## Work task
For the records below, work out the number of lines holding "routes" and reply with only that.

--

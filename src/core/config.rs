use std::env;
use std::time::Duration;

#[derive(Debug, Clone)]
pub struct Config {
    pub app: AppConfig,
    pub database: DatabaseConfig,
    pub auth: AuthConfig,
    pub swagger: SwaggerConfig,
    pub sitemap: SitemapConfig,
}

#[derive(Debug, Clone)]
pub struct AppConfig {
    pub host: String,
    pub port: u16,
    pub cors_allowed_origins: Vec<String>,
    /// Public storefront origin; every sitemap `<loc>` is built on it
    pub frontend_url: String,
}

#[derive(Debug, Clone)]
pub struct DatabaseConfig {
    pub url: String,
    pub max_connections: u32,
    pub min_connections: u32,
    pub acquire_timeout_secs: u64,
    pub idle_timeout_secs: u64,
    pub max_lifetime_secs: u64,
}

/// Bearer token validation settings.
///
/// Tokens are minted by the external identity service with a shared HS256 secret.
#[derive(Clone)]
pub struct AuthConfig {
    pub jwt_secret: String,
    pub issuer: Option<String>,
    pub jwt_leeway: Duration,
}

impl std::fmt::Debug for AuthConfig {
    fn fmt(&self, f: &mut std::fmt::Formatter<'_>) -> std::fmt::Result {
        f.debug_struct("AuthConfig")
            .field("jwt_secret", &"***")
            .field("issuer", &self.issuer)
            .field("jwt_leeway", &self.jwt_leeway)
            .finish()
    }
}

#[derive(Debug, Clone)]
pub struct SwaggerConfig {
    pub username: Option<String>,
    pub password: Option<String>,
    pub title: String,
    pub version: String,
    pub description: String,
}

#[derive(Debug, Clone)]
pub struct SitemapConfig {
    /// How long a rendered sitemap is served from memory. Zero disables caching.
    pub cache_ttl: Duration,
}

impl Config {
    pub fn from_env() -> Result<Self, String> {
        // Load .env file if exists, ignore if not found (optional for production)
        if let Err(e) = dotenvy::dotenv() {
            if !e.to_string().contains("not found") {
                eprintln!("Warning: Error loading .env file: {}", e);
            }
        }

        Ok(Config {
            app: AppConfig::from_env()?,
            database: DatabaseConfig::from_env()?,
            auth: AuthConfig::from_env()?,
            swagger: SwaggerConfig::from_env()?,
            sitemap: SitemapConfig::from_env()?,
        })
    }
}

impl AppConfig {
    pub fn from_env() -> Result<Self, String> {
        let host = env::var("HOST").unwrap_or_else(|_| "127.0.0.1".to_string());
        let port = env::var("PORT")
            .unwrap_or_else(|_| "3000".to_string())
            .parse::<u16>()
            .map_err(|e| format!("Invalid PORT: {}", e))?;

        // Parse CORS allowed origins from comma-separated string
        let cors_allowed_origins = env::var("CORS_ALLOWED_ORIGINS")
            .unwrap_or_else(|_| "*".to_string())
            .split(',')
            .map(|s| s.trim().to_string())
            .filter(|s| !s.is_empty())
            .collect();

        let frontend_url = env::var("FRONTEND_URL")
            .unwrap_or_else(|_| "http://localhost:3000".to_string())
            .trim_end_matches('/')
            .to_string();

        Ok(Self {
            host,
            port,
            cors_allowed_origins,
            frontend_url,
        })
    }

    pub fn server_address(&self) -> String {
        format!("{}:{}", self.host, self.port)
    }
}

impl DatabaseConfig {
    const DEFAULT_MAX_CONNECTIONS: u32 = 10;
    const DEFAULT_MIN_CONNECTIONS: u32 = 1;
    const DEFAULT_ACQUIRE_TIMEOUT_SECS: u64 = 5;
    const DEFAULT_IDLE_TIMEOUT_SECS: u64 = 600; // 10 minutes
    const DEFAULT_MAX_LIFETIME_SECS: u64 = 1800; // 30 minutes

    pub fn from_env() -> Result<Self, String> {
        let url = env::var("DATABASE_URL").map_err(|_| "DATABASE_URL must be set".to_string())?;

        let max_connections = env::var("DB_MAX_CONNECTIONS")
            .unwrap_or_else(|_| Self::DEFAULT_MAX_CONNECTIONS.to_string())
            .parse::<u32>()
            .map_err(|_| "DB_MAX_CONNECTIONS must be a valid number".to_string())?;

        let min_connections = env::var("DB_MIN_CONNECTIONS")
            .unwrap_or_else(|_| Self::DEFAULT_MIN_CONNECTIONS.to_string())
            .parse::<u32>()
            .map_err(|_| "DB_MIN_CONNECTIONS must be a valid number".to_string())?;

        let acquire_timeout_secs = env::var("DB_ACQUIRE_TIMEOUT_SECS")
            .unwrap_or_else(|_| Self::DEFAULT_ACQUIRE_TIMEOUT_SECS.to_string())
            .parse::<u64>()
            .map_err(|_| "DB_ACQUIRE_TIMEOUT_SECS must be a valid number".to_string())?;

        let idle_timeout_secs = env::var("DB_IDLE_TIMEOUT_SECS")
            .unwrap_or_else(|_| Self::DEFAULT_IDLE_TIMEOUT_SECS.to_string())
            .parse::<u64>()
            .map_err(|_| "DB_IDLE_TIMEOUT_SECS must be a valid number".to_string())?;

        let max_lifetime_secs = env::var("DB_MAX_LIFETIME_SECS")
            .unwrap_or_else(|_| Self::DEFAULT_MAX_LIFETIME_SECS.to_string())
            .parse::<u64>()
            .map_err(|_| "DB_MAX_LIFETIME_SECS must be a valid number".to_string())?;

        Ok(Self {
            url,
            max_connections,
            min_connections,
            acquire_timeout_secs,
            idle_timeout_secs,
            max_lifetime_secs,
        })
    }
}

impl AuthConfig {
    const DEFAULT_JWT_LEEWAY_SECS: u64 = 60;

    pub fn from_env() -> Result<Self, String> {
        let jwt_secret = env::var("JWT_SECRET")
            .ok()
            .filter(|s| !s.is_empty())
            .ok_or_else(|| "JWT_SECRET environment variable is required".to_string())?;

        let issuer = env::var("JWT_ISSUER").ok().filter(|s| !s.is_empty());

        let jwt_leeway_secs = env::var("JWT_LEEWAY")
            .unwrap_or_else(|_| Self::DEFAULT_JWT_LEEWAY_SECS.to_string())
            .parse::<u64>()
            .map_err(|_| "JWT_LEEWAY must be a valid number".to_string())?;

        Ok(Self {
            jwt_secret,
            issuer,
            jwt_leeway: Duration::from_secs(jwt_leeway_secs),
        })
    }
}

impl SwaggerConfig {
    pub fn from_env() -> Result<Self, String> {
        // Only use credentials if they are non-empty
        let username = env::var("SWAGGER_USERNAME").ok().filter(|s| !s.is_empty());
        let password = env::var("SWAGGER_PASSWORD").ok().filter(|s| !s.is_empty());
        let title =
            env::var("SWAGGER_TITLE").unwrap_or_else(|_| "Storefront Catalog API".to_string());
        let version = env::var("SWAGGER_VERSION").unwrap_or_else(|_| "0.1.0".to_string());
        let description = env::var("SWAGGER_DESCRIPTION")
            .unwrap_or_else(|_| "Catalog, taxonomy and sitemap API for the storefront".to_string());

        Ok(Self {
            username,
            password,
            title,
            version,
            description,
        })
    }

    /// Returns credentials in "username:password" format if auth is enabled
    pub fn credentials(&self) -> Option<String> {
        match (&self.username, &self.password) {
            (Some(user), Some(pass)) => Some(format!("{}:{}", user, pass)),
            _ => None,
        }
    }
}

impl SitemapConfig {
    const DEFAULT_CACHE_TTL_SECS: u64 = 300;

    pub fn from_env() -> Result<Self, String> {
        let cache_ttl_secs = env::var("SITEMAP_CACHE_TTL_SECS")
            .unwrap_or_else(|_| Self::DEFAULT_CACHE_TTL_SECS.to_string())
            .parse::<u64>()
            .map_err(|_| "SITEMAP_CACHE_TTL_SECS must be a valid number".to_string())?;

        Ok(Self {
            cache_ttl: Duration::from_secs(cache_ttl_secs),
        })
    }
}

#[cfg(test)]
mod tests {
    use super::*;

    #[test]
    fn test_swagger_credentials_require_both_parts() {
        let mut config = SwaggerConfig {
            username: Some("docs".to_string()),
            password: None,
            title: String::new(),
            version: String::new(),
            description: String::new(),
        };
        assert_eq!(config.credentials(), None);

        config.password = Some("secret".to_string());
        assert_eq!(config.credentials().as_deref(), Some("docs:secret"));
    }

    #[test]
    fn test_auth_config_debug_hides_secret() {
        let config = AuthConfig {
            jwt_secret: "super-secret".to_string(),
            issuer: None,
            jwt_leeway: Duration::from_secs(60),
        };
        let printed = format!("{:?}", config);
        assert!(!printed.contains("super-secret"));
    }
}
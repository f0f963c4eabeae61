use lazy_static::lazy_static;
use regex::Regex;
use rust_decimal::Decimal;
use validator::ValidationError;

lazy_static! {
    /// Regex for validating slugs used in storefront URLs
    /// Must be lowercase alphanumeric with single hyphens between words
    /// - Valid: "kitchen-appliances", "tv55", "a"
    /// - Invalid: "-kitchen", "kitchen-", "kitchen--tools", "Kitchen", "kitchen_tools"
    pub static ref SLUG_REGEX: Regex = Regex::new(r"^[a-z0-9]+(?:-[a-z0-9]+)*$").unwrap();
}

pub fn validate_non_negative_price(price: &Decimal) -> Result<(), ValidationError> {
    if price.is_sign_negative() && !price.is_zero() {
        let mut err = ValidationError::new("non_negative");
        err.message = Some("Price must not be negative".into());
        return Err(err);
    }
    Ok(())
}

pub fn validate_image_urls(urls: &[String]) -> Result<(), ValidationError> {
    let invalid = urls.iter().any(|url| {
        let url = url.trim();
        url.is_empty() || !(url.starts_with("https://") || url.starts_with("http://") || url.starts_with('/'))
    });
    if invalid {
        let mut err = ValidationError::new("image_url");
        err.message = Some("Image URLs must be absolute http(s) URLs or root-relative paths".into());
        return Err(err);
    }
    Ok(())
}
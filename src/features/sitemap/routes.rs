use std::sync::Arc;

use axum::{routing::get, Router};

use crate::features::sitemap::handlers;
use crate::features::sitemap::services::SitemapService;

/// Create routes for the sitemap feature
///
/// Note: This feature is public (no authentication required)
pub fn routes(service: Arc<SitemapService>) -> Router {
    Router::new()
        .route("/sitemap.xml", get(handlers::get_sitemap))
        .with_state(service)
}

#[cfg(test)]
mod tests {
    use super::*;
    use crate::shared::test_helpers::{brand, category, product, InMemoryCatalogRepository};
    use axum::http::{header, StatusCode};
    use axum_test::TestServer;
    use std::time::Duration;

    fn server(repo: InMemoryCatalogRepository) -> TestServer {
        let service = SitemapService::new(
            Arc::new(repo),
            "https://shop.example".to_string(),
            Duration::ZERO,
        );
        TestServer::new(routes(Arc::new(service))).unwrap()
    }

    #[tokio::test]
    async fn test_sitemap_is_served_as_xml() {
        let repo = InMemoryCatalogRepository::default()
            .with_categories(vec![
                category(1, None, "Lighting", true),
                category(2, None, "Garden", false),
            ])
            .with_products(vec![
                product(1, 1, "desk-lamp", true),
                product(2, 2, "hose", true),
            ])
            .with_brands(vec![brand(1, "acme", true)]);

        let response = server(repo).get("/sitemap.xml").await;

        response.assert_status_ok();
        assert_eq!(
            response.header(header::CONTENT_TYPE).to_str().unwrap(),
            "application/xml"
        );
        let xml = response.text();
        assert!(xml.starts_with("<?xml"));
        assert!(xml.contains("<loc>https://shop.example/lighting</loc>"));
        assert!(xml.contains("<loc>https://shop.example/product/desk-lamp</loc>"));
        assert!(!xml.contains("garden"));
        assert!(!xml.contains("hose"));
    }

    #[tokio::test]
    async fn test_store_failure_is_500_without_partial_document() {
        let response = server(InMemoryCatalogRepository::default().failing())
            .get("/sitemap.xml")
            .await;

        response.assert_status(StatusCode::INTERNAL_SERVER_ERROR);
        assert!(!response.text().contains("<urlset"));
    }
}
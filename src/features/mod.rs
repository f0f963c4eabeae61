pub mod admin;
pub mod auth;
pub mod catalog;
pub mod categories;
pub mod sitemap;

--

## Expected answer
4